After the first three bills were voted on and passed on party-line or near-party-line votes, Sortwell accused the Democrats of working “to make a game out of people’s occupational licenses here on the floor” and “trying to make some sort of point in the budget.”
His voice rising, he added that if Democrats didn’t vote in favor of the new regulations for DSPS, “I would say that when the DSPS comes up for a vote tomorrow [in the Joint Finance Committee], I wouldn’t give them another dime.”
That comment came before the vote on the one bill in the group for which DSPS had expressed support: AB-203, which would tighten and clarify language about occupational license renewal. DSPS said the bill would not strain its existing resources.
Sortwell’s comment prompted a retort from Rep. Katrina Shankland (D-Stevens Point). “To threaten that if there’s not bipartisanship and a bipartisan vote on a bill, threatening total funding of a state agency — that should be front page headlines,” Shankland said.
“I was going to vote yes on this. I still am,” she added. “But I want you to understand you don’t get to control our votes by telling us you will take away state funding. It’s not OK.”
Unlike the rest of the bills, it passed 84-12, with 21 of the Assembly’s 35 Democrats voting in favor.
Of the remaining bills,
- AB-200 would require the DSPS to report a list of statistics related to license applications and renewals, with breakdowns by individual profession and data such as how long the agency took to complete processing.
- AB-201 would require the agency to post application data on its website.
Both bills passed 63-33. Rep. Jill Billings (D-La Crosse) was the only Democrat to vote for either measure.
The remaining four passed on party lines, 62-34. They were:
- AB-202 would allow DSPS to streamline its handling of conviction records, one of the steps that the agency’s licensing investigators take before issuing a license.
- AB-204 would change two-year renewal periods for occupational licenses to four years.
- AB-205 would expand the provision of temporary credentials to professionals licensed in another state, to include most other licensed professions.
- AB-206 would require DSPS to compare all of its health care credential programs with other states to determine which ones could be made reciprocal, and with which states, and then post that information on the department website.

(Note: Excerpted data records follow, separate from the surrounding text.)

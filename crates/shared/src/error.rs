use serde::{Deserialize, Serialize};

#[derive(Debug, Clone, Copy, PartialEq, Eq, Serialize, Deserialize)]
#[serde(rename_all = "snake_case")]
pub enum ErrorCode {
    InvalidLayout,
    InvalidTyping,
}

/// Serializable error payload printed by tools that report over JSON.
#[derive(Debug, Clone, Serialize, Deserialize)]
pub struct SiteError {
    pub code: ErrorCode,
    pub message: String,
}

impl SiteError {
    pub fn new(code: ErrorCode, message: impl Into<String>) -> Self {
        Self {
            code,
            message: message.into(),
        }
    }
}
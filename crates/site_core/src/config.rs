use std::{fs, path::Path};

use anyhow::Context;
use serde::Deserialize;
use shared::domain::AsideClosePolicy;
use tracing::warn;

use crate::typing::TypingConfig;

pub const DEFAULT_SETTINGS_FILE: &str = "site.toml";

#[derive(Debug, Clone, PartialEq)]
pub struct SiteSettings {
    /// Viewports narrower than this close the aside after a nav click.
    pub breakpoint_px: u32,
    /// Visible-area ratio at which a card reveals.
    pub reveal_threshold: f64,
    pub aside_close_policy: AsideClosePolicy,
    pub fallback_title: String,
    pub queue_capacity: usize,
    pub typing: TypingConfig,
}

impl Default for SiteSettings {
    fn default() -> Self {
        Self {
            breakpoint_px: 1200,
            reveal_threshold: 0.15,
            aside_close_policy: AsideClosePolicy::default(),
            fallback_title: "Project Preview".into(),
            queue_capacity: 256,
            typing: TypingConfig::default(),
        }
    }
}

#[derive(Debug, Default, Deserialize)]
#[serde(deny_unknown_fields)]
struct SettingsFile {
    breakpoint_px: Option<u32>,
    reveal_threshold: Option<f64>,
    aside_close_policy: Option<AsideClosePolicy>,
    fallback_title: Option<String>,
    queue_capacity: Option<usize>,
    typing: Option<TypingFile>,
}

#[derive(Debug, Default, Deserialize)]
#[serde(deny_unknown_fields)]
struct TypingFile {
    strings: Option<Vec<String>>,
    type_speed_ms: Option<u32>,
    back_speed_ms: Option<u32>,
    #[serde(rename = "loop")]
    looping: Option<bool>,
}

/// Defaults, then `site.toml` in the working directory, then `FOLIO__*`
/// environment overrides. Never fails; unusable input is skipped.
pub fn load_settings() -> SiteSettings {
    let mut settings = SiteSettings::default();

    if let Ok(raw) = fs::read_to_string(DEFAULT_SETTINGS_FILE) {
        match toml::from_str::<SettingsFile>(&raw) {
            Ok(file_cfg) => apply_file(&mut settings, file_cfg),
            Err(err) => warn!(%err, file = DEFAULT_SETTINGS_FILE, "ignoring unreadable settings file"),
        }
    }

    apply_env_overrides(&mut settings, |key| std::env::var(key).ok());
    settings
}

/// Strict variant used when a settings path is given explicitly.
pub fn load_settings_from(path: &Path) -> anyhow::Result<SiteSettings> {
    let raw = fs::read_to_string(path)
        .with_context(|| format!("failed to read settings file '{}'", path.display()))?;
    let file_cfg: SettingsFile = toml::from_str(&raw)
        .with_context(|| format!("failed to parse settings file '{}'", path.display()))?;

    let mut settings = SiteSettings::default();
    apply_file(&mut settings, file_cfg);
    apply_env_overrides(&mut settings, |key| std::env::var(key).ok());
    settings
        .typing
        .validate()
        .with_context(|| format!("invalid typing section in '{}'", path.display()))?;
    validate_threshold(settings.reveal_threshold)
        .with_context(|| format!("invalid reveal_threshold in '{}'", path.display()))?;
    Ok(settings)
}

fn apply_file(settings: &mut SiteSettings, file_cfg: SettingsFile) {
    if let Some(v) = file_cfg.breakpoint_px {
        settings.breakpoint_px = v;
    }
    if let Some(v) = file_cfg.reveal_threshold {
        settings.reveal_threshold = v;
    }
    if let Some(v) = file_cfg.aside_close_policy {
        settings.aside_close_policy = v;
    }
    if let Some(v) = file_cfg.fallback_title {
        settings.fallback_title = v;
    }
    if let Some(v) = file_cfg.queue_capacity {
        settings.queue_capacity = v;
    }
    if let Some(typing) = file_cfg.typing {
        if let Some(v) = typing.strings {
            settings.typing.strings = v;
        }
        if let Some(v) = typing.type_speed_ms {
            settings.typing.type_speed_ms = v;
        }
        if let Some(v) = typing.back_speed_ms {
            settings.typing.back_speed_ms = v;
        }
        if let Some(v) = typing.looping {
            settings.typing.looping = v;
        }
    }
}

pub(crate) fn apply_env_overrides(
    settings: &mut SiteSettings,
    lookup: impl Fn(&str) -> Option<String>,
) {
    if let Some(v) = parsed(&lookup, "FOLIO__BREAKPOINT_PX") {
        settings.breakpoint_px = v;
    }
    let threshold: Option<f64> = parsed(&lookup, "FOLIO__REVEAL_THRESHOLD");
    if let Some(v) = threshold {
        if validate_threshold(v).is_ok() {
            settings.reveal_threshold = v;
        } else {
            warn!(value = v, "FOLIO__REVEAL_THRESHOLD outside 0..=1; ignored");
        }
    }
    if let Some(v) = parsed(&lookup, "FOLIO__ASIDE_CLOSE_POLICY") {
        settings.aside_close_policy = v;
    }
    if let Some(v) = parsed(&lookup, "FOLIO__TYPE_SPEED_MS") {
        settings.typing.type_speed_ms = v;
    }
    if let Some(v) = parsed(&lookup, "FOLIO__BACK_SPEED_MS") {
        settings.typing.back_speed_ms = v;
    }
    if let Some(v) = parsed(&lookup, "FOLIO__TYPING_LOOP") {
        settings.typing.looping = v;
    }
    if let Some(v) = parsed(&lookup, "FOLIO__QUEUE_CAPACITY") {
        settings.queue_capacity = v;
    }
}

fn parsed<T>(lookup: &impl Fn(&str) -> Option<String>, key: &str) -> Option<T>
where
    T: std::str::FromStr,
{
    let raw = lookup(key)?;
    match raw.trim().parse::<T>() {
        Ok(v) => Some(v),
        Err(_) => {
            warn!(key, raw = %raw, "ignoring unparsable environment override");
            None
        }
    }
}

fn validate_threshold(value: f64) -> anyhow::Result<()> {
    anyhow::ensure!(
        (0.0..=1.0).contains(&value),
        "reveal threshold {value} must lie within 0..=1"
    );
    Ok(())
}

#[cfg(test)]
#[path = "tests/config_tests.rs"]
mod tests;
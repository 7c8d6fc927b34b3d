//! Ordered host event queue feeding the site dispatcher.

use crossbeam_channel::{bounded, Receiver, Sender, TrySendError};
use shared::protocol::UiEvent;

pub fn event_queue(capacity: usize) -> (Sender<UiEvent>, Receiver<UiEvent>) {
    bounded(capacity.max(1))
}

pub fn event_name(event: &UiEvent) -> &'static str {
    match event {
        UiEvent::NavLinkClicked { .. } => "nav_link_clicked",
        UiEvent::ButtonContainerClicked { .. } => "button_container_clicked",
        UiEvent::TogglerClicked => "toggler_clicked",
        UiEvent::GridClicked { .. } => "grid_clicked",
        UiEvent::ModalClicked { .. } => "modal_clicked",
        UiEvent::KeyDown { .. } => "key_down",
        UiEvent::FocusChanged { .. } => "focus_changed",
        UiEvent::Intersection { .. } => "intersection",
        UiEvent::ViewportResized { .. } => "viewport_resized",
    }
}

/// Queues a host event; on failure `status` carries the reason.
pub fn dispatch_ui_event(tx: &Sender<UiEvent>, event: UiEvent, status: &mut String) -> bool {
    let name = event_name(&event);
    match tx.try_send(event) {
        Ok(()) => {
            tracing::trace!(event = name, "queued host event");
            true
        }
        Err(TrySendError::Full(_)) => {
            *status = format!("event queue is full; dropped {name}");
            tracing::warn!(event = name, "event queue full");
            false
        }
        Err(TrySendError::Disconnected(_)) => {
            *status = format!("event dispatcher disconnected; dropped {name}");
            tracing::warn!(event = name, "event dispatcher disconnected");
            false
        }
    }
}
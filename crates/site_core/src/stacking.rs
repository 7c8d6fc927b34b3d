//! Stacking precedence over the aside drawer.
//!
//! Neither controller owns the drawer's z-index. An owner that needs to sit
//! above the drawer raises itself here; the drawer's override is derived from
//! whoever currently holds precedence.

use std::collections::BTreeSet;

use shared::domain::StackingOwner;
use tracing::debug;

/// z-index applied to the aside while any owner holds precedence.
pub const ASIDE_LOWERED_Z_INDEX: i32 = 1;

#[derive(Debug, Clone, PartialEq, Eq)]
pub struct StackingArbiter {
    aside_present: bool,
    holders: BTreeSet<StackingOwner>,
}

impl StackingArbiter {
    pub fn new(aside_present: bool) -> Self {
        Self {
            aside_present,
            holders: BTreeSet::new(),
        }
    }

    /// Returns `false` when there is no aside to lower; nothing is recorded.
    pub fn raise(&mut self, owner: StackingOwner) -> bool {
        if !self.aside_present {
            debug!(?owner, "no aside present; stacking raise skipped");
            return false;
        }
        if self.holders.insert(owner) {
            debug!(?owner, "stacking precedence raised over aside");
        }
        true
    }

    pub fn release(&mut self, owner: StackingOwner) {
        if self.holders.remove(&owner) {
            debug!(?owner, "stacking precedence released");
        }
    }

    pub fn holds(&self, owner: StackingOwner) -> bool {
        self.holders.contains(&owner)
    }

    pub fn aside_z_index(&self) -> Option<i32> {
        (!self.holders.is_empty()).then_some(ASIDE_LOWERED_Z_INDEX)
    }
}

#[cfg(test)]
mod tests {
    use super::*;

    #[test]
    fn raise_lowers_aside_until_released() {
        let mut arbiter = StackingArbiter::new(true);
        assert_eq!(arbiter.aside_z_index(), None);

        assert!(arbiter.raise(StackingOwner::PreviewModal));
        assert_eq!(arbiter.aside_z_index(), Some(ASIDE_LOWERED_Z_INDEX));

        arbiter.release(StackingOwner::PreviewModal);
        assert_eq!(arbiter.aside_z_index(), None);
    }

    #[test]
    fn raise_without_aside_records_nothing() {
        let mut arbiter = StackingArbiter::new(false);
        assert!(!arbiter.raise(StackingOwner::PreviewModal));
        assert!(!arbiter.holds(StackingOwner::PreviewModal));
        assert_eq!(arbiter.aside_z_index(), None);
    }

    #[test]
    fn release_of_non_holder_is_noop() {
        let mut arbiter = StackingArbiter::new(true);
        arbiter.release(StackingOwner::PreviewModal);
        assert_eq!(arbiter, StackingArbiter::new(true));
    }
}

Senate unemployment insurance bills
The unemployment insurance bills that the Senate passed Wednesday with only Republican votes all originated in the Assembly. Evers vetoed several similar pieces of legislation in the 2021-23 session.
- AB-147 would increase the grounds for which a person fired for misconduct can be disqualified from collecting unemployment, require DWD to audit at least half of required work searches, and give the Legislature’s Joint Finance Committee a veto over future federal jobless pay enhancements, such as those provided in the first year and a half of the COVID-19 pandemic.
- AB-149 would deny a week’s benefit for UI recipients accused of declining a job interview, failing to respond to an employer’s job interview offer or failing to show up to an interview.
- AB-150 would change the name of “unemployment insurance” to “reemployment assistance.” The bill would require DWD to develop lists of potential jobs for each recipient, require recipients to apply for jobs on those lists and require DWD to begin drug tests for jobless pay recipients who would be cut from the program if they flunk.
- AB-151 would require all job training, placement and other workforce development programs in every state agency to be assessed based on employment statistics and earnings of program graduates as well as other metrics.
- AB-152 would directly authorize the Wisconsin Department of Administration to transfer workers across state agencies to DWD when needed to meet heightened demand to process claims.